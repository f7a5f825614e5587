//! Dip-buy trend signal
//!
//! Buy when the latest price sits below the trailing mean by more than the
//! configured ratio. No smoothing, no outlier rejection; an empty history is
//! never a buy.

use crate::market::PriceSeries;
use serde::Serialize;

/// Default dip ratio: buy at least 10% under the trailing average
pub const DEFAULT_DIP_RATIO: f64 = 0.9;

#[derive(Debug, Clone, Copy, PartialEq, Serialize)]
pub struct TradeSignal {
    pub should_trade: bool,
    pub current_price: Option<f64>,
    pub average_price: Option<f64>,
}

impl TradeSignal {
    fn no_data() -> Self {
        Self {
            should_trade: false,
            current_price: None,
            average_price: None,
        }
    }
}

/// Analyze with the default 10% dip
pub fn analyze(series: &PriceSeries) -> TradeSignal {
    analyze_with_ratio(series, DEFAULT_DIP_RATIO)
}

pub fn analyze_with_ratio(series: &PriceSeries, dip_ratio: f64) -> TradeSignal {
    let Some(last) = series.last() else {
        tracing::warn!("No historical data available to analyze trends");
        return TradeSignal::no_data();
    };

    let current_price = last.price;
    let average_price = series.prices().sum::<f64>() / series.len() as f64;
    let should_trade = current_price < average_price * dip_ratio;

    tracing::debug!(current_price, average_price, should_trade, "Trend analyzed");

    TradeSignal {
        should_trade,
        current_price: Some(current_price),
        average_price: Some(average_price),
    }
}

#[cfg(test)]
mod tests {
    use super::*;

    #[test]
    fn empty_series_never_trades() {
        let signal = analyze(&PriceSeries::empty());
        assert!(!signal.should_trade);
        assert_eq!(signal.current_price, None);
        assert_eq!(signal.average_price, None);
    }

    #[test]
    fn twenty_percent_dip_trades() {
        let series = PriceSeries::from_prices(&[100.0, 100.0, 100.0, 100.0, 100.0, 100.0, 80.0]);
        let signal = analyze(&series);

        assert!(signal.should_trade);
        assert_eq!(signal.current_price, Some(80.0));
        let avg = signal.average_price.unwrap();
        assert!((avg - 97.142857).abs() < 1e-4);
    }

    #[test]
    fn small_dip_does_not_trade() {
        // mean 97.5, threshold 87.75
        let series = PriceSeries::from_prices(&[100.0, 100.0, 100.0, 90.0]);
        assert!(!analyze(&series).should_trade);
    }

    #[test]
    fn exactly_at_threshold_does_not_trade() {
        // mean 100, last 90 == 100 * 0.9
        let series = PriceSeries::from_prices(&[110.0, 100.0, 90.0]);
        assert!(!analyze(&series).should_trade);
    }

    #[test]
    fn rising_price_does_not_trade() {
        let series = PriceSeries::from_prices(&[1.0, 2.0, 3.0, 4.0]);
        assert!(!analyze(&series).should_trade);
    }

    #[test]
    fn single_sample_equals_its_mean() {
        let signal = analyze(&PriceSeries::from_prices(&[42.0]));
        assert!(!signal.should_trade);
        assert_eq!(signal.average_price, Some(42.0));
    }

    #[test]
    fn custom_ratio_is_honored() {
        // mean 97.5, last 90: below 0.95 * mean but not 0.9 * mean
        let series = PriceSeries::from_prices(&[100.0, 100.0, 100.0, 90.0]);
        assert!(analyze_with_ratio(&series, 0.95).should_trade);
        assert!(!analyze_with_ratio(&series, 0.9).should_trade);
    }
}
//! Dip-buying swap job
//!
//! On each invocation the job:
//! - Fetches the top tokens by volume on Base from CoinGecko
//! - Reads the wallet's balances
//! - Buys any token trading well under its trailing average, through a
//!   Uniswap V2 style router, when the quote clears a minimum output
//!
//! Nothing is kept between runs. Per-token failures are recorded as
//! [`executor::TradeOutcome`]s; only a missing token universe or native
//! balance aborts a run.

pub mod balances;
pub mod chain;
pub mod config;
pub mod executor;
pub mod market;
pub mod quote;
pub mod runner;
pub mod server;
pub mod tokens;
pub mod trend;
pub mod wallet;

mod error;

#[cfg(test)]
mod testing;

// Re-export commonly used types
pub use config::{Config, RpcConfig};
pub use error::{Error, Result};
pub use executor::{SkipReason, TradeOutcome, TradeRecord};
pub use runner::{PipelineRunner, RunSummary};
//! RPC endpoint configuration
//!
//! The job only talks to Base mainnet. Resolution order:
//! 1. `BASE_RPC_URL` - highest priority
//! 2. `ALCHEMY_API_KEY` - builds the Alchemy Base URL
//! 3. Public RPC fallback - rate limited, for testing only
//!
//! ```bash
//! export BASE_RPC_URL="https://base-mainnet.g.alchemy.com/v2/YOUR_KEY"
//! ```

use crate::{Error, Result};

mod env_vars {
    pub const BASE_RPC_URL: &str = "BASE_RPC_URL";
    pub const ALCHEMY_API_KEY: &str = "ALCHEMY_API_KEY";
}

/// Public Base endpoint (rate limited)
pub const PUBLIC_BASE_RPC: &str = "https://mainnet.base.org";

#[derive(Debug, Clone)]
pub struct RpcConfig {
    url: String,
}

impl RpcConfig {
    /// Resolve the RPC URL from the environment
    pub fn from_env() -> Self {
        if let Ok(url) = std::env::var(env_vars::BASE_RPC_URL) {
            tracing::debug!("Using BASE_RPC_URL");
            return Self { url };
        }

        if let Ok(key) = std::env::var(env_vars::ALCHEMY_API_KEY) {
            tracing::info!("Building Base RPC URL from ALCHEMY_API_KEY");
            return Self {
                url: format!("https://base-mainnet.g.alchemy.com/v2/{}", key),
            };
        }

        tracing::warn!("No RPC configured for Base, using public RPC (rate limited)");
        Self {
            url: PUBLIC_BASE_RPC.to_string(),
        }
    }

    pub fn with_url(url: impl Into<String>) -> Self {
        Self { url: url.into() }
    }

    pub fn url(&self) -> &str {
        &self.url
    }

    /// Parsed endpoint for alloy's HTTP transport
    pub fn parsed_url(&self) -> Result<url::Url> {
        self.url
            .parse()
            .map_err(|e| Error::Config(format!("Invalid RPC URL {:?}: {}", self.url, e)))
    }
}

impl Default for RpcConfig {
    fn default() -> Self {
        Self::from_env()
    }
}
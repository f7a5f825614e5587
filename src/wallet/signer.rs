//! Signing key holder
//!
//! SECURITY: This is the ONLY place where the private key exists.
//! - The raw key is held in a `SecretString` until parsed
//! - The parsed key lives in alloy's PrivateKeySigner
//! - Keys are never serialized or logged

use crate::{Error, Result};
use alloy::network::EthereumWallet;
use alloy::primitives::Address;
use alloy::signers::local::PrivateKeySigner;
use secrecy::{ExposeSecret, SecretString};

/// Wallet that owns the job's signing key
pub struct SecureWallet {
    address: Address,
    wallet: EthereumWallet,
}

impl SecureWallet {
    /// Create a wallet from an environment variable
    pub fn from_env(var_name: &str) -> Result<Self> {
        let key = std::env::var(var_name).map_err(|_| {
            Error::Wallet(format!(
                "Environment variable {} not set. Required for wallet initialization.",
                var_name
            ))
        })?;

        Self::from_secret(&SecretString::from(key))
    }

    /// Create a wallet from a hex-encoded private key, with or without `0x`
    pub fn from_secret(key: &SecretString) -> Result<Self> {
        let key_hex = key.expose_secret().trim();
        if key_hex.is_empty() {
            return Err(Error::Wallet("Private key is empty".to_string()));
        }
        let key_hex = key_hex.strip_prefix("0x").unwrap_or(key_hex);

        let signer: PrivateKeySigner = key_hex
            .parse()
            .map_err(|e| Error::Wallet(format!("Invalid private key: {}", e)))?;

        let address = signer.address();
        let wallet = EthereumWallet::from(signer);

        Ok(Self { address, wallet })
    }

    /// Public address; the swap recipient and balance owner
    pub fn address(&self) -> Address {
        self.address
    }

    /// Signing wallet for alloy providers. Does not expose the raw key.
    pub fn wallet(&self) -> &EthereumWallet {
        &self.wallet
    }
}

impl std::fmt::Debug for SecureWallet {
    fn fmt(&self, f: &mut std::fmt::Formatter<'_>) -> std::fmt::Result {
        f.debug_struct("SecureWallet")
            .field("address", &self.address)
            .field("signer", &"[REDACTED]")
            .finish()
    }
}
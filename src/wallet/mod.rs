//! Signing wallet
//!
//! Loads the private key once at startup. The key never leaves this module.

mod signer;

pub use signer::SecureWallet;
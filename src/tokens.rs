//! Token identities and amount formatting
//!
//! Candidate tokens are fetched fresh every run; the only fixed addresses are
//! the router and the base asset on Base mainnet.

use alloy::primitives::{address, utils, Address, U256};
use serde::{Deserialize, Serialize};

/// Symbol reserved for the chain's native asset in a balance snapshot
pub const NATIVE_SYMBOL: &str = "ETH";

/// Decimals of the native asset and of the base token
pub const NATIVE_DECIMALS: u8 = 18;

/// Well-known addresses on Base
pub mod addresses {
    use super::*;

    pub const WETH_BASE: Address = address!("4200000000000000000000000000000000000006");
    pub const UNISWAP_V2_ROUTER_BASE: Address =
        address!("4752ba5dbc23f44d87826276bf6fd6b1c372ad24");
}

/// A candidate token for one run
#[derive(Debug, Clone, PartialEq, Serialize, Deserialize)]
pub struct Token {
    /// Market data provider id (e.g. "aerodrome-finance")
    pub id: String,
    pub symbol: String,
    /// ERC-20 contract on Base
    pub address: Address,
    /// 24h volume in the quote currency, used only for ranking
    pub volume: f64,
}

impl Token {
    pub fn new(
        id: impl Into<String>,
        symbol: impl Into<String>,
        address: Address,
        volume: f64,
    ) -> Self {
        Self {
            id: id.into(),
            symbol: symbol.into(),
            address,
            volume,
        }
    }
}

/// Format a U256 value with decimals, dropping trailing fractional zeros
pub fn format_units(value: U256, decimals: u8) -> String {
    match utils::format_units(value, decimals) {
        Ok(formatted) => trim_fraction(&formatted),
        Err(_) => value.to_string(),
    }
}

/// Format an 18-decimal amount (native asset, base token)
pub fn format_ether(value: U256) -> String {
    format_units(value, NATIVE_DECIMALS)
}

fn trim_fraction(formatted: &str) -> String {
    if formatted.contains('.') {
        formatted.trim_end_matches('0').trim_end_matches('.').to_string()
    } else {
        formatted.to_string()
    }
}

#[cfg(test)]
mod tests {
    use super::*;

    #[test]
    fn test_format_units() {
        let one_eth = U256::from(1_000_000_000_000_000_000u128);
        assert_eq!(format_units(one_eth, 18), "1");

        let one_point_five = U256::from(1_500_000_000_000_000_000u128);
        assert_eq!(format_units(one_point_five, 18), "1.5");

        let thousand_usdc = U256::from(1_000_000_000u64);
        assert_eq!(format_units(thousand_usdc, 6), "1000");

        assert_eq!(format_units(U256::ZERO, 18), "0");
    }

    #[test]
    fn test_format_ether_small_amount() {
        let min_profit = U256::from(1_000_000_000_000_000u64);
        assert_eq!(format_ether(min_profit), "0.001");
    }

    #[test]
    fn test_format_ether_keeps_integer_zeros() {
        let ten_eth = U256::from(10u64) * U256::from(10u64).pow(U256::from(18u64));
        assert_eq!(format_ether(ten_eth), "10");
        assert_eq!(format_ether(U256::from(1u64)), "0.000000000000000001");
    }

    #[test]
    fn test_router_and_base_token_differ() {
        assert_ne!(addresses::WETH_BASE, addresses::UNISWAP_V2_ROUTER_BASE);
    }
}
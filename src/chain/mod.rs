//! On-chain collaborators
//!
//! The router and ERC-20 ABIs are declared as typed `sol!` interfaces. The
//! pipeline depends only on the [`BalanceSource`] and [`SwapRouter`] traits;
//! [`RpcChain`] implements both over a JSON-RPC endpoint.

mod rpc;

pub use rpc::RpcChain;

use crate::Result;
use alloy::primitives::{Address, TxHash, U256};
use alloy::sol;
use async_trait::async_trait;
use serde::Serialize;

sol! {
    #[derive(Debug, PartialEq, Eq)]
    #[sol(rpc)]
    contract UniswapV2Router {
        function getAmountsOut(uint256 amountIn, address[] calldata path) external view returns (uint256[] memory amounts);
        function swapExactTokensForTokens(uint256 amountIn, uint256 amountOutMin, address[] calldata path, address to, uint256 deadline) external returns (uint256[] memory amounts);
    }

    #[derive(Debug, PartialEq, Eq)]
    #[sol(rpc)]
    contract ERC20 {
        function balanceOf(address owner) external view returns (uint256);
    }
}

/// Arguments of `swapExactTokensForTokens`
#[derive(Debug, Clone, PartialEq, Eq, Serialize)]
pub struct SwapRequest {
    pub amount_in: U256,
    pub amount_out_min: U256,
    pub path: Vec<Address>,
    pub to: Address,
    /// Unix timestamp (seconds)
    pub deadline: u64,
}

/// Reads wallet balances
#[async_trait]
pub trait BalanceSource: Send + Sync {
    /// Native asset balance of `owner`
    async fn native_balance(&self, owner: Address) -> Result<U256>;

    /// ERC-20 `balanceOf(owner)` on `token`
    async fn token_balance(&self, token: Address, owner: Address) -> Result<U256>;
}

/// Quotes and submits swaps through a V2-style router
#[async_trait]
pub trait SwapRouter: Send + Sync {
    /// One amount per token in `path`; the last is the expected output
    async fn get_amounts_out(&self, amount_in: U256, path: &[Address]) -> Result<Vec<U256>>;

    /// Sign and broadcast the swap. Returns once the node accepted it.
    async fn swap_exact_tokens_for_tokens(&self, request: &SwapRequest) -> Result<TxHash>;
}

#[cfg(test)]
mod tests {
    use super::*;
    use alloy::sol_types::SolCall;

    #[test]
    fn router_selectors_match_uniswap_v2() {
        assert_eq!(
            UniswapV2Router::getAmountsOutCall::SELECTOR,
            [0xd0, 0x6c, 0xa6, 0x1f]
        );
        assert_eq!(
            UniswapV2Router::swapExactTokensForTokensCall::SELECTOR,
            [0x38, 0xed, 0x17, 0x39]
        );
        assert_eq!(ERC20::balanceOfCall::SELECTOR, [0x70, 0xa0, 0x82, 0x31]);
    }
}
//! CoinGecko REST client
//!
//! Uses three public endpoints:
//! - `/coins/markets` for the top tokens of a category by volume
//! - `/coins/{id}` for a token's Base contract address (`platforms.base`),
//!   which market rows do not carry
//! - `/coins/{id}/market_chart` for the trailing price history
//!
//! Provider failures (network, timeout, non-2xx including 429, malformed
//! bodies) are logged and degraded to empty results.

use super::{MarketData, PricePoint, PriceSeries};
use crate::config::{Config, COINGECKO_API_KEY_ENV};
use crate::tokens::Token;
use crate::{Error, Result};
use alloy::primitives::Address;
use async_trait::async_trait;
use reqwest::Client;
use serde::Deserialize;
use std::collections::HashMap;
use std::str::FromStr;

const API_KEY_HEADER: &str = "x-cg-demo-api-key";

/// CoinGecko asset platform id of Base
const BASE_PLATFORM: &str = "base";

/// Market data client for CoinGecko
pub struct CoinGeckoClient {
    client: Client,
    base_url: String,
    vs_currency: String,
    api_key: Option<String>,
}

/// Row of `/coins/markets`
#[derive(Debug, Deserialize)]
struct MarketRow {
    id: String,
    symbol: String,
    /// Only present on some proxies of the API; otherwise resolved per coin
    #[serde(default)]
    contract_address: Option<String>,
    #[serde(default)]
    total_volume: Option<f64>,
}

/// Subset of `/coins/{id}`
#[derive(Debug, Deserialize)]
struct CoinDetail {
    #[serde(default)]
    platforms: HashMap<String, Option<String>>,
}

impl CoinDetail {
    fn base_address(&self) -> Option<&str> {
        self.platforms
            .get(BASE_PLATFORM)
            .and_then(|address| address.as_deref())
            .filter(|address| !address.is_empty())
    }
}

/// Body of `/coins/{id}/market_chart`
#[derive(Debug, Deserialize)]
struct MarketChart {
    prices: Vec<(f64, f64)>,
}

impl CoinGeckoClient {
    /// Create a client from the market section of the config
    pub fn new(config: &Config) -> Result<Self> {
        let base_url = config.market.api_url.trim_end_matches('/').to_string();
        url::Url::parse(&base_url)
            .map_err(|e| Error::Config(format!("Invalid market data URL {:?}: {}", base_url, e)))?;

        let client = Client::builder()
            .timeout(config.request_timeout())
            .build()
            .map_err(|e| Error::Config(format!("Failed to build HTTP client: {}", e)))?;

        Ok(Self {
            client,
            base_url,
            vs_currency: config.market.vs_currency.clone(),
            api_key: std::env::var(COINGECKO_API_KEY_ENV).ok(),
        })
    }

    fn get(&self, path: &str) -> reqwest::RequestBuilder {
        let request = self.client.get(format!("{}{}", self.base_url, path));
        match &self.api_key {
            Some(key) => request.header(API_KEY_HEADER, key),
            None => request,
        }
    }

    /// Connectivity probe
    pub async fn ping(&self) -> Result<()> {
        self.get("/ping").send().await?.error_for_status()?;
        Ok(())
    }

    /// Fetch the universe, surfacing every provider failure
    pub async fn try_list_top_tokens(&self, limit: u32, category: &str) -> Result<Vec<Token>> {
        let per_page = limit.to_string();
        let rows: Vec<MarketRow> = self
            .get("/coins/markets")
            .query(&[
                ("vs_currency", self.vs_currency.as_str()),
                ("order", "volume_desc"),
                ("per_page", per_page.as_str()),
                ("page", "1"),
                ("category", category),
            ])
            .send()
            .await?
            .error_for_status()?
            .json()
            .await?;

        let limit = limit as usize;
        let mut tokens = Vec::with_capacity(limit.min(rows.len()));
        for row in rows {
            if tokens.len() >= limit {
                break;
            }
            if let Some(address) = self.row_address(&row).await {
                tokens.push(Token::new(
                    row.id,
                    row.symbol,
                    address,
                    row.total_volume.unwrap_or(0.0),
                ));
            }
        }
        Ok(tokens)
    }

    /// Base contract address listed for a coin, if any
    pub async fn try_fetch_base_address(&self, token_id: &str) -> Result<Option<String>> {
        check_token_id(token_id)?;
        let detail: CoinDetail = self
            .get(&format!("/coins/{}", token_id))
            .query(&[
                ("localization", "false"),
                ("tickers", "false"),
                ("market_data", "false"),
                ("community_data", "false"),
                ("developer_data", "false"),
                ("sparkline", "false"),
            ])
            .send()
            .await?
            .error_for_status()?
            .json()
            .await?;

        Ok(detail.base_address().map(str::to_string))
    }

    /// A row that cannot be placed on Base is dropped, never fatal
    async fn row_address(&self, row: &MarketRow) -> Option<Address> {
        if let Some(raw) = row.contract_address.as_deref().filter(|s| !s.is_empty()) {
            return parse_address(&row.id, raw);
        }
        match self.try_fetch_base_address(&row.id).await {
            Ok(Some(raw)) => parse_address(&row.id, &raw),
            Ok(None) => {
                tracing::warn!(id = %row.id, "Token has no Base contract address, dropping");
                None
            }
            Err(e) => {
                tracing::warn!(id = %row.id, error = %e, "Could not resolve contract address, dropping");
                None
            }
        }
    }

    /// Fetch a price history, surfacing every provider failure
    pub async fn try_fetch_price_history(
        &self,
        token_id: &str,
        window_days: u32,
    ) -> Result<PriceSeries> {
        check_token_id(token_id)?;

        let days = window_days.to_string();
        let chart: MarketChart = self
            .get(&format!("/coins/{}/market_chart", token_id))
            .query(&[("vs_currency", self.vs_currency.as_str()), ("days", days.as_str())])
            .send()
            .await?
            .error_for_status()?
            .json()
            .await?;

        Ok(series_from_chart(chart))
    }
}

fn check_token_id(token_id: &str) -> Result<()> {
    if token_id.is_empty() || token_id.contains('/') {
        return Err(Error::Provider(format!("Invalid token id {:?}", token_id)));
    }
    Ok(())
}

fn parse_address(id: &str, raw: &str) -> Option<Address> {
    match Address::from_str(raw) {
        Ok(address) => Some(address),
        Err(e) => {
            tracing::warn!(id, address = raw, error = %e, "Invalid contract address, dropping");
            None
        }
    }
}

fn series_from_chart(chart: MarketChart) -> PriceSeries {
    PriceSeries::new(
        chart
            .prices
            .into_iter()
            .filter(|(_, price)| price.is_finite())
            .map(|(ts, price)| PricePoint {
                timestamp_ms: ts as i64,
                price,
            })
            .collect(),
    )
}

fn degrades(err: &Error) -> bool {
    matches!(err, Error::Provider(_) | Error::Network(_) | Error::Json(_))
}

#[async_trait]
impl MarketData for CoinGeckoClient {
    async fn list_top_tokens(&self, limit: u32, category: &str) -> Result<Vec<Token>> {
        tracing::info!(limit, category, "Fetching top tokens by volume");
        match self.try_list_top_tokens(limit, category).await {
            Ok(tokens) => {
                let symbols: Vec<&str> = tokens.iter().map(|t| t.symbol.as_str()).collect();
                tracing::info!(count = tokens.len(), symbols = ?symbols, "Top tokens fetched");
                Ok(tokens)
            }
            Err(e) if degrades(&e) => {
                tracing::error!(error = %e, "Error fetching top tokens");
                Ok(Vec::new())
            }
            Err(e) => Err(e),
        }
    }

    async fn fetch_price_history(&self, token_id: &str, window_days: u32) -> Result<PriceSeries> {
        tracing::debug!(token_id, window_days, "Fetching price history");
        match self.try_fetch_price_history(token_id, window_days).await {
            Ok(series) => {
                tracing::debug!(token_id, samples = series.len(), "Price history fetched");
                Ok(series)
            }
            Err(e) if degrades(&e) => {
                tracing::error!(token_id, error = %e, "Error fetching price history");
                Ok(PriceSeries::empty())
            }
            Err(e) => Err(e),
        }
    }
}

**ABOUT THIS TASK:** Go through the records above and, whenever a line includes the word "CoinDetail", copy it.

**ANSWER BOX:**
struct CoinDetail {
impl CoinDetail {
        let detail: CoinDetail = self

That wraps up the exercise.